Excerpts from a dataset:
___
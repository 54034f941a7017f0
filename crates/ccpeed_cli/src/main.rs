//! ccpeed sync CLI
//!
//! Pushes the Lua scripts for one device from a local source directory.
//!
//! ```text
//! ccpeed-sync fdbf:1afc:5480:1:30a3:bef2:6c55:fccd -c dali_bridge -s ./scripts
//! ```
//!
//! Exit codes: 0 on success (including nothing to do), 2 protocol error,
//! 3 undecodable response, 4 local I/O error, 5 manifest error,
//! 6 transport error or timeout, 1 anything else.

mod commands;

use ccpeed_sync_engine::{
    CoapConfig, ErrorKind, SessionConfig, SyncError, DEFAULT_DEVICE_CLASS, DEFAULT_PORT,
    DEFAULT_SOURCE_DIR,
};
use ccpeed_sync_protocol::DeviceAddress;
use clap::Parser;
use std::error::Error;
use std::path::PathBuf;
use std::process::ExitCode;
use std::time::Duration;
use tracing::error;
use tracing_subscriber::EnvFilter;

/// Sync Lua scripts to a CoAP device.
#[derive(Parser)]
#[command(name = "ccpeed-sync")]
#[command(author, version, about, long_about = None)]
struct Cli {
    /// Device address
    ip: String,

    /// Device class from the manifest
    #[arg(short, long, default_value = DEFAULT_DEVICE_CLASS)]
    class: String,

    /// Directory holding the scripts and manifest.yml
    #[arg(short, long, default_value = DEFAULT_SOURCE_DIR)]
    src: PathBuf,

    /// CoAP port of the device
    #[arg(long, default_value_t = DEFAULT_PORT)]
    port: u16,

    /// Seconds to wait for a delayed response
    #[arg(long, default_value_t = 60)]
    timeout: u64,

    /// Dry run - compare only, upload nothing and do not restart
    #[arg(long)]
    dry_run: bool,

    /// Print the device file table and exit
    #[arg(long)]
    list: bool,

    /// Output format (text, json)
    #[arg(short, long, default_value = "text", value_parser = ["text", "json"])]
    format: String,

    /// Enable verbose output
    #[arg(short, long)]
    verbose: bool,
}

impl Cli {
    fn coap_config(&self) -> CoapConfig {
        CoapConfig::new()
            .with_port(self.port)
            .with_response_timeout(Duration::from_secs(self.timeout))
    }

    fn session_config(&self) -> SessionConfig {
        SessionConfig::new(&self.class)
            .with_source_dir(&self.src)
            .with_dry_run(self.dry_run)
    }
}

fn main() -> ExitCode {
    let cli = Cli::parse();

    // Initialize logging; RUST_LOG wins over --verbose
    let default_filter = if cli.verbose { "debug" } else { "info" };
    let filter =
        EnvFilter::try_from_default_env().unwrap_or_else(|_| EnvFilter::new(default_filter));
    tracing_subscriber::fmt()
        .with_env_filter(filter)
        .with_writer(std::io::stderr)
        .init();

    let address = DeviceAddress::new(cli.ip.clone());
    let result = if cli.list {
        commands::list::run(address, cli.coap_config(), &cli.format)
    } else {
        commands::sync::run(address, cli.coap_config(), cli.session_config(), &cli.format)
    };

    match result {
        Ok(()) => ExitCode::SUCCESS,
        Err(err) => {
            error!(error = %err, "sync failed");
            print_error_chain(err.as_ref());
            ExitCode::from(exit_code(err.as_ref()))
        }
    }
}

fn print_error_chain(err: &(dyn Error + 'static)) {
    eprintln!("error: {}", err);
    let mut source = err.source();
    while let Some(cause) = source {
        eprintln!("  caused by: {}", cause);
        source = cause.source();
    }
}

fn exit_code(err: &(dyn Error + 'static)) -> u8 {
    match err.downcast_ref::<SyncError>().map(SyncError::kind) {
        Some(ErrorKind::Protocol) => 2,
        Some(ErrorKind::Decode) => 3,
        Some(ErrorKind::Io) => 4,
        Some(ErrorKind::Manifest) => 5,
        Some(ErrorKind::Transport) => 6,
        None => 1,
    }
}

#[cfg(test)]
mod tests {
    use super::*;

    #[test]
    fn defaults() {
        let cli = Cli::try_parse_from(["ccpeed-sync", "fd00::1"]).unwrap();
        assert_eq!(cli.ip, "fd00::1");
        assert_eq!(cli.class, "dali_bridge");
        assert_eq!(cli.src, PathBuf::from("./scripts"));
        assert_eq!(cli.port, 5683);
        assert!(!cli.dry_run);
        assert_eq!(cli.format, "text");

        let session = cli.session_config();
        assert_eq!(session.manifest_path(), PathBuf::from("./scripts/manifest.yml"));
    }

    #[test]
    fn short_flags() {
        let cli = Cli::try_parse_from([
            "ccpeed-sync",
            "fd00::1",
            "-c",
            "switch",
            "-s",
            "/tmp/lua",
            "-f",
            "json",
            "-v",
        ])
        .unwrap();
        assert_eq!(cli.class, "switch");
        assert_eq!(cli.src, PathBuf::from("/tmp/lua"));
        assert_eq!(cli.format, "json");
        assert!(cli.verbose);
    }

    #[test]
    fn address_is_required_and_format_checked() {
        assert!(Cli::try_parse_from(["ccpeed-sync"]).is_err());
        assert!(Cli::try_parse_from(["ccpeed-sync", "fd00::1", "-f", "xml"]).is_err());
    }

    #[test]
    fn exit_codes_follow_error_kind() {
        let err = SyncError::FileFailed {
            file: "a.lua".into(),
            remote: "a.lua".into(),
            uploaded: 0,
            source: Box::new(SyncError::Decode("bad".into())),
        };
        assert_eq!(exit_code(&err), 3);
        assert_eq!(exit_code(&SyncError::transport("down")), 6);

        let other: Box<dyn Error> = "serialization failed".into();
        assert_eq!(exit_code(other.as_ref()), 1);
    }
}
___
= Work item =
Establish how many lines of the entries hold the word "into", giving nothing but the number.

= Exercise solution =
4